ASan is a recompile-based memory-error detector: compiler instrumentation around every access plus a runtime that maintains shadow memory and replaces the allocator. It catches spatial errors (overflows, via redzones) and temporal errors (use-after-free/return/scope, double-free, via quarantine + poisoning) — and leaks via bundled LSan.
The mechanism explains the cost. Shadow memory is 1:8 ((addr>>3)+offset); one shadow lookup per access gives ~2× CPU; shadow + redzones + quarantine give ~3× RAM. Quarantine is what makes use-after-free reliable; redzones are what make off-by-one exact.

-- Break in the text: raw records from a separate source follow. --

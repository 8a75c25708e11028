use clap::Parser as _;
use std::path;

#[derive(clap::Parser)]
struct Arguments {
  #[clap(flatten)]
  arguments: imap_proxy::Arguments,
  #[arg(
    long = "log-directory",
    help = "Log directory",
    default_value_t = String::from("/var/log/imap-proxy")
  )]
  pub log_directory: String,

  #[arg(
    long = "allow-placeholder-groomer",
    help = "Run with the built-in no-op groomer (tags messages but never defangs attachments) \
            instead of refusing to start; for demos and integration testing only",
    default_value_t = false
  )]
  pub allow_placeholder_groomer: bool,
}

fn main() -> anyhow::Result<()> {
  let arguments = Arguments::parse();

  let encoder = Box::new(log4rs::encode::pattern::PatternEncoder::new(
    "{d(%F %T)} {l} {t} - {m}{n}",
  ));
  log4rs::init_config(
    log4rs::config::Config::builder()
      .appender(
        log4rs::config::Appender::builder()
          .filter(Box::new(log4rs::filter::threshold::ThresholdFilter::new(
            log::LevelFilter::Trace,
          )))
          .build(
            "file",
            Box::new(
              log4rs::append::file::FileAppender::builder()
                .encoder(encoder.clone())
                .build(path::Path::new(&arguments.log_directory).join("imap-proxy.log"))?,
            ),
          ),
      )
      .appender(
        log4rs::config::Appender::builder()
          .filter(Box::new(log4rs::filter::threshold::ThresholdFilter::new(
            arguments.arguments.verbose.log_level_filter(),
          )))
          .build(
            "console",
            Box::new(
              log4rs::append::console::ConsoleAppender::builder()
                .encoder(encoder)
                .build(),
            ),
          ),
      )
      .build(
        log4rs::config::Root::builder()
          .appenders(["console", "file"])
          .build(log::LevelFilter::Trace),
      )?,
  )?;

  if !arguments.allow_placeholder_groomer {
    anyhow::bail!(
      "no groomer is wired in: this build only ships imap_proxy::EchoGroomer, a test double that \
       tags messages without defanging attachments. Pass --allow-placeholder-groomer to run with \
       the no-op double anyway, or link in a real Groom implementation and rebuild."
    );
  }
  log::warn!("running with the placeholder EchoGroomer: messages will be tagged but not sanitized");

  let config = arguments.arguments.into_config();
  imap_proxy::run(config, || Box::new(imap_proxy::EchoGroomer))
}
//! Line-and-literal framing over a full-duplex byte stream (SPEC_FULL.md §4.5, §9).
//!
//! The teacher's `imap::Stream` drives a PEG grammar over an internal buffer and resorts to a
//! NOOP-chunking trick to find response boundaries without a length indication. We don't need a
//! full grammar here — just tag/verb extraction plus byte-exact literal passthrough — so this is
//! a plain CRLF line reader that additionally understands the `{N}` literal syntax.

use anyhow::Context as _;
use std::io::{self, BufRead as _, Write as _};

/// Backstop against a peer that never sends CRLF; not a protocol limit, just sanity.
const MAX_LINE_BYTES: usize = 64 * 1024 * 1024;

/// A full-duplex byte stream, object-safe so the session can hold a client connection (plaintext
/// or server-TLS) and an upstream connection (always TLS) behind the same field type.
pub trait Duplex: io::Read + io::Write + Send {}
impl<T: io::Read + io::Write + Send> Duplex for T {}

pub type BoxedTransport = Transport<Box<dyn Duplex>>;

/// A CRLF-delimited, literal-aware reader/writer over any full-duplex byte stream.
///
/// One `Transport` wraps one side of a session (client or upstream); the mediator holds one of
/// each. `RW` is boxed at the call site so plaintext and TLS streams share one session type.
pub struct Transport<RW> {
  reader: io::BufReader<RW>,
}

impl<RW> Transport<RW>
where
  RW: io::Read + io::Write,
{
  pub fn new(rw: RW) -> Self {
    Self { reader: io::BufReader::new(rw) }
  }

  /// Reads one CRLF-terminated line, CRLF included, trailing an inline literal's raw octets
  /// when the line ends with `{N}` or `{N+}` (SPEC_FULL.md §4.5's "reading an inline IMAP
  /// literal").
  ///
  /// For use on a peer that never waits for *us* to grant a continuation before sending literal
  /// octets — i.e. an upstream server's responses, which include literal data inline with no
  /// round-trip back to the proxy. Client requests must go through [`Self::read_request_line`]
  /// instead, since a synchronizing literal there means the client is waiting on our `+`.
  ///
  /// The returned bytes are exactly what came off the wire: callers that need tag/verb fields
  /// decode with `String::from_utf8_lossy`, matching the source's `decode(..., 'replace')`.
  pub fn read_line(&mut self) -> anyhow::Result<Vec<u8>> {
    let mut line = self.read_raw_line()?;
    if let Some((length, _non_sync)) = literal_announcement(&line) {
      let literal = self.read_exact(length)?;
      line.extend_from_slice(&literal);
    }
    Ok(line)
  }

  /// Reads one client request line the way RFC 3501 requires a server to: a synchronizing
  /// literal announcement (`{N}`) is returned unconsumed, because the client won't send the
  /// announced octets until it sees our `+` continuation — reading immediately here would block
  /// forever on bytes the client hasn't sent yet (SPEC_FULL.md §9 "Line size (REDESIGNED)"). A
  /// non-synchronizing literal (`{N+}`, RFC 7888) is consumed immediately instead, since a client
  /// that sends one never waits for a continuation in the first place.
  pub fn read_request_line(&mut self) -> anyhow::Result<Request> {
    let mut request = Vec::new();
    loop {
      let line = self.read_raw_line()?;
      match literal_announcement(&line) {
        Some((length, false)) => {
          request.extend_from_slice(&line);
          return Ok(Request::Literal { announced: request, length });
        }
        Some((length, true)) => {
          request.extend_from_slice(&line);
          let literal = self.read_exact(length)?;
          request.extend_from_slice(&literal);
          // More of the command (possibly another literal, then the line's real CRLF
          // terminator) follows immediately; keep assembling instead of returning early.
        }
        None => {
          request.extend_from_slice(&line);
          return Ok(Request::Line(request));
        }
      }
    }
  }

  /// Reads exactly `length` raw octets, for consuming a synchronizing literal's announced body
  /// once a continuation has been granted.
  pub fn read_exact(&mut self, length: usize) -> anyhow::Result<Vec<u8>> {
    let mut literal = vec![0u8; length];
    self.reader.read_exact(&mut literal).context("reading a literal's announced octets")?;
    Ok(literal)
  }

  fn read_raw_line(&mut self) -> anyhow::Result<Vec<u8>> {
    let mut line = Vec::new();
    loop {
      let read = self
        .reader
        .read_until(b'\n', &mut line)
        .context("reading a line from the peer")?;
      if read == 0 {
        anyhow::bail!("end of stream");
      }
      anyhow::ensure!(line.len() <= MAX_LINE_BYTES, "line exceeds {MAX_LINE_BYTES} bytes");
      if line.ends_with(b"\r\n") {
        return Ok(line);
      }
      // BufReader::read_until stops at `\n` even without a preceding `\r`; keep reading until we
      // see the real line terminator rather than treating a bare LF as the end of the line.
    }
  }

  pub fn write_all(&mut self, bytes: &[u8]) -> anyhow::Result<()> {
    self.reader.get_mut().write_all(bytes).context("writing to the peer")
  }

  pub fn write_line(&mut self, text: &str) -> anyhow::Result<()> {
    self.write_all(text.as_bytes())?;
    self.write_all(b"\r\n")
  }
}

/// The outcome of reading one client request line: either complete, or paused on a
/// synchronizing literal announcement whose octets haven't been read yet.
pub enum Request {
  /// A full line, CRLF included, with any non-synchronizing literal already appended.
  Line(Vec<u8>),
  /// `announced` is the line up to and including the `{N}\r\n` trailer; the caller must grant a
  /// continuation before reading `length` more octets with [`Transport::read_exact`].
  Literal { announced: Vec<u8>, length: usize },
}

/// A trailing `{N}` or `{N+}` immediately before the line's CRLF announces N raw octets to
/// follow, per RFC 3501 §4.3 (synchronizing) and RFC 7888 (non-synchronizing, `bool` is `true`).
fn literal_announcement(line: &[u8]) -> Option<(usize, bool)> {
  let body = line.strip_suffix(b"\r\n")?;
  let digits = body.strip_suffix(b"}")?;
  let (digits, non_sync) = match digits.strip_suffix(b"+") {
    Some(digits) => (digits, true),
    None => (digits, false),
  };
  let start = digits.iter().rposition(|byte| *byte == b'{')? + 1;
  if start == digits.len() {
    return None;
  }
  let length = std::str::from_utf8(&digits[start..]).ok()?.parse().ok()?;
  Some((length, non_sync))
}

#[cfg(test)]
mod tests {
  use super::*;
  use pretty_assertions::assert_eq;

  #[test]
  fn literal_announcement_parses_sync_and_non_sync_forms() {
    assert_eq!(literal_announcement(b"a1 LOGIN {5}\r\n"), Some((5, false)));
    assert_eq!(literal_announcement(b"a1 APPEND INBOX {123+}\r\n"), Some((123, true)));
    assert_eq!(literal_announcement(b"a1 LOGIN alice pw\r\n"), None);
    assert_eq!(literal_announcement(b"a1 LOGIN {}\r\n"), None);
  }

  #[test]
  fn reads_a_plain_line() {
    let socket = io::Cursor::new(b"a1 NOOP\r\n".to_vec());
    let mut transport = Transport::new(socket);
    assert_eq!(transport.read_line().unwrap(), b"a1 NOOP\r\n");
  }

  #[test]
  fn reads_a_line_with_an_inline_literal() {
    let socket = io::Cursor::new(b"a1 APPEND INBOX {3}\r\nabc\r\n".to_vec());
    let mut transport = Transport::new(socket);
    assert_eq!(transport.read_line().unwrap(), b"a1 APPEND INBOX {3}\r\nabc");
  }

  #[test]
  fn end_of_stream_is_an_error() {
    let socket = io::Cursor::new(Vec::new());
    let mut transport = Transport::new(socket);
    assert!(transport.read_line().is_err());
  }

  #[test]
  fn request_line_pauses_on_a_synchronizing_literal() {
    let socket = io::Cursor::new(b"a1 APPEND INBOX {3}\r\nabc".to_vec());
    let mut transport = Transport::new(socket);
    match transport.read_request_line().unwrap() {
      Request::Literal { announced, length } => {
        assert_eq!(announced, b"a1 APPEND INBOX {3}\r\n");
        assert_eq!(length, 3);
      }
      Request::Line(_) => panic!("expected a paused literal, not a complete line"),
    }
    assert_eq!(transport.read_exact(3).unwrap(), b"abc");
  }

  #[test]
  fn request_line_consumes_a_non_synchronizing_literal_immediately() {
    let socket = io::Cursor::new(b"a1 APPEND INBOX {3+}\r\nabc\r\n".to_vec());
    let mut transport = Transport::new(socket);
    match transport.read_request_line().unwrap() {
      Request::Line(line) => assert_eq!(line, b"a1 APPEND INBOX {3+}\r\nabc\r\n"),
      Request::Literal { .. } => panic!("a non-synchronizing literal must not pause for a continuation"),
    }
  }
}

Read the report as three stacks — access (the symptom), free (where the fix usually lives), alloc (context) — plus READ/WRITE and access size. Don't patch the access site blindly.
Know the boundaries. ASan owns addressability and lifetime; races → TSan, uninitialized → MSan, UB → UBSan, intra-object overflow → nobody (mostly). ASan and TSan can't share a build; ASan and UBSan can.
It only sees executed paths, so pair it with a coverage-guided fuzzer — the fuzzer finds paths, ASan is the oracle. Versus Valgrind: far faster and sharper, but needs a recompile and doesn't do uninitialized reads.
At scale: a separate CI job with symbolization and a reviewed suppressions file; roll out via baseline → gate-on-new → gate-on-all; production via sampling (GWP-ASan fleet-wide, HWASan/canary for fidelity). A "false positive" is almost always under-instrumentation, a build inconsistency, or a real bug — not a tool error.